Enterprise-grade IT service level agreement for startups

Every business that uses third-party IT outsourcing services understands the importance of signing Service Level Agreements or SLAs with their IT service provider. IT Svit, being one of the leaders of the IT outsourcing market in Ukraine and one of the top 10 Managed Service Providers worldwide, clearly understands the importance of service level agreement for IT services. Over 10 years and more than 500 DevOps projects have given us significant experience with providing remote Amazon web services management and customer support on other cloud platforms.

AWS service level agreement for a fraction of costs

As AWS is the most popular cloud platform worldwide, we have the biggest expertise working with it. IT Svit provides all the range of products and features from Amazon Web Services, from IaaS deployment to PaaS support and SaaS management. We do it on behalf of the customer and guarantee stable uptime for any project or product deployed to AWS and managed by IT Svit under our SLA — and it costs much less than ordering these services directly from AWS.

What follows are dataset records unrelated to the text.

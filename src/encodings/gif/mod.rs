//! A from-scratch GIF87a/GIF89a decoder that composites every image block onto a persistent
//! canvas.

mod block;
mod lzw;

pub use block::{
    ColorTable, GifReader, GraphicControlExtension, ImageDescriptor, LogicalScreenDescriptor,
    RawFrame, ResolvedPalette, Version,
};

use crate::{
    Decoder, DisposalMethod, Error, Frame, FrameIterator, Image, ImageFormat, LoopCount, Pixel,
    Rgba,
};
use log::debug;
use std::{io::Read, iter::FusedIterator, marker::PhantomData, mem::size_of};

const DEFAULT_MEMORY_LIMIT: usize = 256 * 1024 * 1024;

/// A decoder for GIF images.
pub struct GifDecoder<P: Pixel, R: Read> {
    memory_limit: Option<usize>,
    _marker: PhantomData<(P, R)>,
}

impl<P: Pixel, R: Read> GifDecoder<P, R> {
    /// Creates a new decoder with default settings.
    #[must_use]
    pub const fn new() -> Self {
        Self {
            memory_limit: Some(DEFAULT_MEMORY_LIMIT),
            _marker: PhantomData,
        }
    }

    /// Sets the maximum amount of bytes the decoder may allocate for the canvas, the disposal
    /// snapshot and a single frame. `None` removes the limit. Defaults to 256 MiB.
    #[must_use]
    pub const fn with_memory_limit(mut self, limit: Option<usize>) -> Self {
        self.memory_limit = limit;
        self
    }

    fn check_limits(&self, screen: &LogicalScreenDescriptor) -> crate::Result<()> {
        let Some(limit) = self.memory_limit else {
            return Ok(());
        };

        // canvas + snapshot + palette indices of a frame covering the whole screen
        let area = screen.width as usize * screen.height as usize;
        let required = area.saturating_mul(2 * size_of::<Rgba>() + 1);

        if required > limit {
            return Err(Error::DecodingError(format!(
                "a {}x{} logical screen needs {required} bytes, over the limit of {limit}",
                screen.width, screen.height,
            )));
        }
        Ok(())
    }
}

impl<P: Pixel, R: Read> Default for GifDecoder<P, R> {
    fn default() -> Self {
        Self::new()
    }
}

impl<P: Pixel, R: Read> Decoder<P, R> for GifDecoder<P, R> {
    type Sequence = GifFrameIterator<P, R>;

    fn decode(&mut self, stream: R) -> crate::Result<Image<P>> {
        let mut frames = self.decode_sequence(stream)?;

        frames
            .next()
            .ok_or(Error::EmptyImageError)?
            .map(Frame::into_image)
    }

    fn decode_sequence(&mut self, stream: R) -> crate::Result<Self::Sequence> {
        let reader = GifReader::new(stream)?;
        self.check_limits(reader.screen_descriptor())?;

        let screen = reader.screen_descriptor();
        let background = reader.background_color();
        let canvas = Image::new(u32::from(screen.width), u32::from(screen.height), background)?;

        Ok(GifFrameIterator {
            reader,
            canvas,
            background,
            snapshot: None,
            previous: None,
            finished: false,
            _marker: PhantomData,
        })
    }
}

/// Lazily decodes and composites the frames of a GIF stream.
///
/// Every yielded frame is a full copy of the canvas after the frame was drawn. The iterator is
/// fused: after the trailer or the first error, it only yields `None`.
pub struct GifFrameIterator<P: Pixel, R: Read> {
    reader: GifReader<R>,
    canvas: Image<Rgba>,
    background: Rgba,
    snapshot: Option<Image<Rgba>>,
    previous: Option<(ImageDescriptor, DisposalMethod)>,
    finished: bool,
    _marker: PhantomData<P>,
}

impl<P: Pixel, R: Read> GifFrameIterator<P, R> {
    /// The logical screen descriptor of the stream.
    #[must_use]
    pub const fn screen_descriptor(&self) -> &LogicalScreenDescriptor {
        self.reader.screen_descriptor()
    }

    /// The global color table of the stream, if any.
    #[must_use]
    pub const fn global_color_table(&self) -> Option<&ColorTable> {
        self.reader.global_color_table()
    }

    /// The color the canvas is initialized with and restored to.
    #[must_use]
    pub const fn background_color(&self) -> Rgba {
        self.background
    }

    /// Undoes the previous frame according to its disposal method.
    fn dispose_previous(&mut self) -> crate::Result<()> {
        let Some((descriptor, disposal)) = self.previous.take() else {
            return Ok(());
        };
        let (left, top, width, height) = descriptor.bounds();

        match disposal {
            DisposalMethod::None | DisposalMethod::Keep => Ok(()),
            DisposalMethod::Background => {
                self.canvas.fill_region(left, top, width, height, self.background)
            }
            DisposalMethod::Previous => match self.snapshot.take() {
                Some(snapshot) => self.canvas.copy_region_from(&snapshot, left, top, width, height),
                None => Ok(()),
            },
        }
    }

    /// Draws the frame onto the canvas, leaving pixels with the transparent index untouched.
    fn draw(&mut self, frame: &RawFrame) -> crate::Result<()> {
        let palette = frame.resolve_palette(self.reader.global_color_table())?;
        let (left, top, width, _) = frame.descriptor.bounds();

        for (y, row) in frame.indices.chunks_exact(width as usize).enumerate() {
            let start = self.canvas.resolve_coordinate(left, top + y as u32);
            let target = &mut self.canvas.data[start..start + width as usize];

            for (pixel, &index) in target.iter_mut().zip(row) {
                if let Some(color) = palette.lookup(index)? {
                    *pixel = color;
                }
            }
        }
        Ok(())
    }

    fn composite(&mut self, frame: RawFrame) -> crate::Result<Frame<P>> {
        self.dispose_previous()?;

        let disposal = frame.disposal();
        if disposal == DisposalMethod::Previous {
            self.snapshot = Some(self.canvas.clone());
        }

        self.draw(&frame)?;
        self.previous = Some((frame.descriptor, disposal));

        let (left, top, width, height) = frame.descriptor.bounds();
        debug!(
            "composited {width}x{height} frame at ({left}, {top}), {disposal:?}, {:?}",
            frame.delay(),
        );

        let mut image = self.canvas.clone().convert::<P>();
        image.set_format(ImageFormat::Gif);

        Ok(Frame::from_image(image)
            .with_delay(frame.delay())
            .with_disposal(disposal))
    }

    fn next_frame(&mut self) -> crate::Result<Option<Frame<P>>> {
        match self.reader.next_frame()? {
            Some(frame) => self.composite(frame).map(Some),
            None => Ok(None),
        }
    }
}

impl<P: Pixel, R: Read> FrameIterator<P> for GifFrameIterator<P, R> {
    fn dimensions(&self) -> (u32, u32) {
        self.canvas.dimensions()
    }

    fn loop_count(&self) -> LoopCount {
        self.reader.loop_count()
    }
}

impl<P: Pixel, R: Read> Iterator for GifFrameIterator<P, R> {
    type Item = crate::Result<Frame<P>>;

    fn next(&mut self) -> Option<Self::Item> {
        if self.finished {
            return None;
        }

        let result = self.next_frame().transpose();
        if !matches!(result, Some(Ok(_))) {
            self.finished = true;
        }
        result
    }
}

impl<P: Pixel, R: Read> FusedIterator for GifFrameIterator<P, R> {}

No service credits, as there are no caps on our service levels

The key component of any SLA is the description of the metrics that ensure the efficiency and completeness of the services provided, including the guaranteed service levels, service caps, and applicable service credits. When working with IT Svit, you get no service caps, as we concentrate on proactively removing bottlenecks to minimize possible performance issues and optimizing the infrastructure to reduce the numbers of incidents.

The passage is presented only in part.